基于Tensorflow构建简单神经网络

输入层,隐藏层(5个神经元)和输出层

#隐含层单元数
hidden_nodes = 5
num_labels = train_labels.shape[1]
#批处理大小
batch_size = 100
num_features = train_dataset.shape[1]
#学习率
learning_rate = .01
graph = tf.Graph()
with graph.as_default():

    # 数据
    tf_train_dataset = tf.placeholder(tf.float32, shape = [None, num_features])
    tf_train_labels = tf.placeholder(tf.float32, shape = [None, num_labels])
    tf_test_dataset = tf.constant(test_dataset)

    # 权重和偏置
    layer1_weights = tf.Variable(tf.truncated_normal([num_features, hidden_nodes]))
    layer1_biases = tf.Variable(tf.zeros([hidden_nodes]))

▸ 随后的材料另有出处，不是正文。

//! Exec field-code expansion.
//!
//! Operates on the word-split token list of an `Exec` value, per the
//! Desktop Entry Specification's "Exec variables" section. With an empty
//! file list every file-bearing code (`%f %F %u %U`) is removed so the
//! command runs with no file arguments.

use log::{debug, warn};

/// Entry-side inputs a command expansion may refer to.
#[derive(Clone, Copy, Debug, Default)]
pub struct ExpandContext<'a> {
    /// `Icon` key value, feeds `%i`.
    pub icon: Option<&'a str>,
    /// Localized `Name`, feeds `%c`.
    pub name: Option<&'a str>,
    /// Source desktop-file path, feeds `%k`.
    pub source_path: Option<&'a str>,
}

/// Expand field codes in `tokens` against `files`.
pub fn expand(tokens: Vec<String>, files: &[String], ctx: &ExpandContext<'_>) -> Vec<String> {
    let mut out = Vec::with_capacity(tokens.len() + files.len());

    for token in tokens {
        if token == "%%" {
            out.push("%".to_string());
            continue;
        }

        if token.len() == 2 && token.starts_with('%') {
            match token.as_bytes()[1] {
                b'f' | b'u' => {
                    if let Some(first) = files.first() {
                        out.push(first.clone());
                    }
                }
                b'F' => out.extend(files.iter().map(|f| to_local_path(f))),
                b'U' => {
                    if !files.is_empty() {
                        out.push(files.join(" "));
                    }
                }
                b'i' => {
                    if let Some(icon) = ctx.icon {
                        out.push("--icon".to_string());
                        out.push(icon.to_string());
                    }
                }
                b'c' => {
                    if let Some(name) = ctx.name {
                        out.push(name.to_string());
                    }
                }
                b'k' => {
                    if let Some(path) = ctx.source_path {
                        out.push(path.to_string());
                    }
                }
                other => {
                    debug!("dropping unrecognized field code %{}", other as char);
                }
            }
            continue;
        }

        if token.contains('%') {
            // The Desktop Entry Specification leaves embedded codes
            // undefined; substitute textually and tell the log.
            warn!("substituting field codes embedded in token {token:?}");
            out.push(substitute_embedded(&token, files, ctx));
            continue;
        }

        out.push(token);
    }

    out
}

fn substitute_embedded(token: &str, files: &[String], ctx: &ExpandContext<'_>) -> String {
    let first = files.first().map(String::as_str).unwrap_or("");
    let joined = files.join(" ");
    token
        .replace("%%", "\u{0}")
        .replace("%f", first)
        .replace("%u", first)
        .replace("%F", &joined)
        .replace("%U", &joined)
        .replace("%i", ctx.icon.unwrap_or(""))
        .replace("%c", ctx.name.unwrap_or(""))
        .replace("%k", ctx.source_path.unwrap_or(""))
        .replace('\u{0}', "%")
}

/// `file://` URIs become plain paths; anything else passes through.
fn to_local_path(file: &str) -> String {
    file.strip_prefix("file://").unwrap_or(file).to_string()
}

#[cfg(test)]
mod tests {
    use super::*;
    use pretty_assertions::assert_eq;

    fn tokens(argv: &[&str]) -> Vec<String> {
        argv.iter().map(|s| s.to_string()).collect()
    }

    #[test]
    fn empty_files_strip_all_file_codes() {
        let out = expand(
            tokens(&["edit", "%f", "%F", "%u", "%U"]),
            &[],
            &ExpandContext::default(),
        );
        assert_eq!(out, vec!["edit"]);
    }

    #[test]
    fn single_file_codes_take_the_first_file() {
        let files = vec!["/tmp/a.txt".to_string(), "/tmp/b.txt".to_string()];
        assert_eq!(
            expand(tokens(&["edit", "%f"]), &files, &ExpandContext::default()),
            vec!["edit", "/tmp/a.txt"]
        );
        assert_eq!(
            expand(tokens(&["open", "%u"]), &files, &ExpandContext::default()),
            vec!["open", "/tmp/a.txt"]
        );
    }

    #[test]
    fn file_list_codes() {
        let files = vec![
            "file:///tmp/a.txt".to_string(),
            "/tmp/b.txt".to_string(),
        ];
        assert_eq!(
            expand(tokens(&["edit", "%F"]), &files, &ExpandContext::default()),
            vec!["edit", "/tmp/a.txt", "/tmp/b.txt"]
        );
        assert_eq!(
            expand(tokens(&["edit", "%U"]), &files, &ExpandContext::default()),
            vec!["edit", "file:///tmp/a.txt /tmp/b.txt"]
        );
    }

    #[test]
    fn icon_expands_to_two_arguments_or_nothing() {
        let ctx = ExpandContext {
            icon: Some("editor"),
            ..Default::default()
        };
        assert_eq!(
            expand(tokens(&["edit", "%i"]), &[], &ctx),
            vec!["edit", "--icon", "editor"]
        );
        assert_eq!(
            expand(tokens(&["edit", "%i"]), &[], &ExpandContext::default()),
            vec!["edit"]
        );
    }

    #[test]
    fn caption_and_source_path() {
        let ctx = ExpandContext {
            name: Some("Editor"),
            source_path: Some("/usr/share/applications/editor.desktop"),
            ..Default::default()
        };
        assert_eq!(
            expand(tokens(&["edit", "%c", "%k"]), &[], &ctx),
            vec!["edit", "Editor", "/usr/share/applications/editor.desktop"]
        );
    }

    #[test]
    fn unrecognized_codes_are_dropped() {
        assert_eq!(
            expand(tokens(&["run", "%d", "%v"]), &[], &ExpandContext::default()),
            vec!["run"]
        );
    }

    #[test]
    fn embedded_codes_substitute_textually() {
        let files = vec!["/tmp/a.txt".to_string()];
        assert_eq!(
            expand(tokens(&["prefix-%f-suffix"]), &files, &ExpandContext::default()),
            vec!["prefix-/tmp/a.txt-suffix"]
        );
        assert_eq!(
            expand(tokens(&["100%%"]), &[], &ExpandContext::default()),
            vec!["100%"]
        );
    }

    #[test]
    fn percent_escape_token() {
        assert_eq!(
            expand(tokens(&["%%"]), &[], &ExpandContext::default()),
            vec!["%"]
        );
    }
}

    layer2_weights = tf.Variable(tf.truncated_normal([hidden_nodes, num_labels]))
    layer2_biases = tf.Variable(tf.zeros([num_labels]))

    # 三层的神经网络
    def three_layer_network(data):
        input_layer = tf.matmul(data, layer1_weights)
        hidden = tf.nn.relu(input_layer + layer1_biases)
        output_layer = tf.matmul(hidden, layer2_weights) + layer2_biases
        return output_layer

    # Model Scores
    model_scores = three_layer_network(tf_train_dataset)

    #损失值
    loss = tf.reduce_mean(tf.nn.softmax_cross_entropy_with_logits(logits=model_scores, labels=tf_train_labels))

    # 优化器
    optimizer = tf.train.GradientDescentOptimizer(learning_rate).minimize(loss)

    # 预测
    train_prediction = tf.nn.softmax(model_scores)
    test_prediction = tf.nn.softmax(three_layer_network(tf_test_dataset))
#定义准确率
def accuracy(predictions, labels):
    preds_correct_boolean =  np.argmax(predictions, 1) == np.argmax(labels, 1)
    correct_predictions = np.sum(preds_correct_boolean)
    accuracy = 100.0 * correct_predictions / predictions.shape[0]
    return accuracy
#开始训练
num_steps = 10001

with tf.Session(graph=graph) as session:
    tf.global_variables_initializer().run()
    for step in range(num_steps):
        offset = (step * batch_size) % (train_labels.shape[0] - batch_size)
        minibatch_data = train_dataset[offset:(offset + batch_size), :]
        minibatch_labels = train_labels[offset:(offset + batch_size)]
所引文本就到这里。